After supper, when the Crees and voyageurs had rolled into their blankets, snoring, the two men lingered by the dying fire. There was much to talk about,—wars and politics and explorations, the doings of men and the happening of things, mutual friends, marriages, deaths,—five years of history for which Fairfax clamored.
"So the Spanish fleet was bottled up in Santiago ," Van Brunt was saying, when a young woman stepped lightly before him and stood by Fairfax 's side. She looked swiftly into his face, then turned a troubled gaze upon Van Brunt.
"Chief Tantlatch's daughter, sort of princess," Fairfax explained, with an honest flush. "One of the inducements, in short, to make me stay. Thom, this is Van Brunt, friend of mine."

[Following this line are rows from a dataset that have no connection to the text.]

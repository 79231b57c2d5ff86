//! Error types for the scenario lifecycle
//!
//! Every failure the manager surfaces falls into one [`ErrorKind`], which a
//! transport maps to its own status codes:
//! - Caller mistakes (`InvalidInput`)
//! - Missing records (`NotFound`)
//! - State conflicts (`NotRunning`, `AlreadyStopped`)
//! - Infrastructure failures a caller may retry (`RuntimeUnavailable`,
//!   `PortExhausted`, `StartupFailed`)
//! - Everything else (`Storage`, `Internal`)

use devlab_runtime::RuntimeError;
use devlab_store::StoreError;
use std::time::Duration;

/// Lifecycle manager error
#[derive(Debug, thiserror::Error)]
pub enum ScenarioError {
    /// Required field missing or blank
    #[error("invalid input: {0}")]
    InvalidInput(String),

    /// No such scenario
    #[error("scenario not found: {0}")]
    NotFound(String),

    /// Scenario has no running resource
    #[error("scenario {scenario_id} is not running: {reason}")]
    NotRunning { scenario_id: String, reason: String },

    /// Scenario was already reclaimed
    #[error("scenario {0} is already stopped")]
    AlreadyStopped(String),

    /// Container engine unreachable
    #[error("container runtime unavailable: {0}")]
    RuntimeUnavailable(String),

    /// No free host port
    #[error("no free host port in range {start}-{end}")]
    PortExhausted { start: u16, end: u16 },

    /// Container exited during startup
    #[error("container failed to start: {0}")]
    StartupFailed(String),

    /// Runtime call exceeded its deadline
    #[error("runtime call timed out after {0:?}")]
    Timeout(Duration),

    /// Other engine failure
    #[error("runtime error: {0}")]
    Runtime(#[source] RuntimeError),

    /// Metadata store failure
    #[error("storage error: {0}")]
    Storage(#[from] StoreError),
}

/// Closed classification of [`ScenarioError`]
#[derive(Debug, Clone, Copy, PartialEq, Eq, Hash)]
pub enum ErrorKind {
    /// Caller mistake
    InvalidInput,
    /// Missing record
    NotFound,
    /// Scenario not running
    NotRunning,
    /// Scenario already reclaimed
    AlreadyStopped,
    /// Engine unreachable or too slow
    RuntimeUnavailable,
    /// Host ports exhausted
    PortExhausted,
    /// Container died on startup
    StartupFailed,
    /// Metadata store failure
    Storage,
    /// Anything else
    Internal,
}

impl ErrorKind {
    /// Stable snake_case name
    #[must_use]
    pub fn as_str(self) -> &'static str {
        match self {
            ErrorKind::InvalidInput => "invalid_input",
            ErrorKind::NotFound => "not_found",
            ErrorKind::NotRunning => "not_running",
            ErrorKind::AlreadyStopped => "already_stopped",
            ErrorKind::RuntimeUnavailable => "runtime_unavailable",
            ErrorKind::PortExhausted => "port_exhausted",
            ErrorKind::StartupFailed => "startup_failed",
            ErrorKind::Storage => "storage",
            ErrorKind::Internal => "internal",
        }
    }

    /// Canonical HTTP status
    #[must_use]
    pub fn http_status(self) -> u16 {
        match self {
            ErrorKind::InvalidInput => 400,
            ErrorKind::NotFound => 404,
            ErrorKind::NotRunning | ErrorKind::AlreadyStopped => 409,
            ErrorKind::RuntimeUnavailable | ErrorKind::PortExhausted | ErrorKind::StartupFailed => {
                503
            }
            ErrorKind::Storage | ErrorKind::Internal => 500,
        }
    }
}

impl ScenarioError {
    /// Classification for transports
    #[must_use]
    pub fn kind(&self) -> ErrorKind {
        match self {
            ScenarioError::InvalidInput(_) => ErrorKind::InvalidInput,
            ScenarioError::NotFound(_) => ErrorKind::NotFound,
            ScenarioError::NotRunning { .. } => ErrorKind::NotRunning,
            ScenarioError::AlreadyStopped(_) => ErrorKind::AlreadyStopped,
            ScenarioError::RuntimeUnavailable(_) | ScenarioError::Timeout(_) => {
                ErrorKind::RuntimeUnavailable
            }
            ScenarioError::PortExhausted { .. } => ErrorKind::PortExhausted,
            ScenarioError::StartupFailed(_) => ErrorKind::StartupFailed,
            ScenarioError::Storage(_) => ErrorKind::Storage,
            ScenarioError::Runtime(_) => ErrorKind::Internal,
        }
    }

    /// Infrastructure failure worth retrying
    #[inline]
    #[must_use]
    pub fn is_retryable(&self) -> bool {
        matches!(
            self.kind(),
            ErrorKind::RuntimeUnavailable | ErrorKind::PortExhausted | ErrorKind::StartupFailed
        )
    }

    /// Create invalid-input error
    #[inline]
    pub fn invalid(message: impl Into<String>) -> Self {
        Self::InvalidInput(message.into())
    }

    /// Create not-running error
    #[inline]
    pub fn not_running(scenario_id: impl Into<String>, reason: impl Into<String>) -> Self {
        Self::NotRunning {
            scenario_id: scenario_id.into(),
            reason: reason.into(),
        }
    }
}

impl From<RuntimeError> for ScenarioError {
    fn from(err: RuntimeError) -> Self {
        match err {
            RuntimeError::Unavailable(msg) => Self::RuntimeUnavailable(msg),
            RuntimeError::Timeout(after) => Self::Timeout(after),
            RuntimeError::PortExhausted { start, end } => Self::PortExhausted { start, end },
            RuntimeError::StartupFailed { id, reason } => {
                Self::StartupFailed(format!("{id}: {reason}"))
            }
            other => Self::Runtime(other),
        }
    }
}

/// Result alias for manager operations
pub type ScenarioResult<T> = Result<T, ScenarioError>;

Van Brunt held out his hand, but the woman maintained a rigid repose quite in keeping with her general appearance. Not a line of her face softened, not a feature unbent. She looked him straight in the eyes, her own piercing, questioning, searching.
"Precious lot she understands," Fairfax laughed. "Her first introduction, you know. But as you were saying, with the Spanish fleet bottled up in Santiago ?"
Thom crouched down by her husband's side, motionless as a bronze statue, only her eyes flashing from face to face in ceaseless search. And Avery Van Brunt, as he talked on and on, felt a nervousness under the dumb gaze. In the midst of his most graphic battle descriptions, he would become suddenly conscious of the black eyes burning into him, and would stumble and flounder till he could catch the gait and go again. Fairfax , hands clasped round knees, pipe out, absorbed, spurred him on when he lagged, and repictured the world he thought he had forgotten.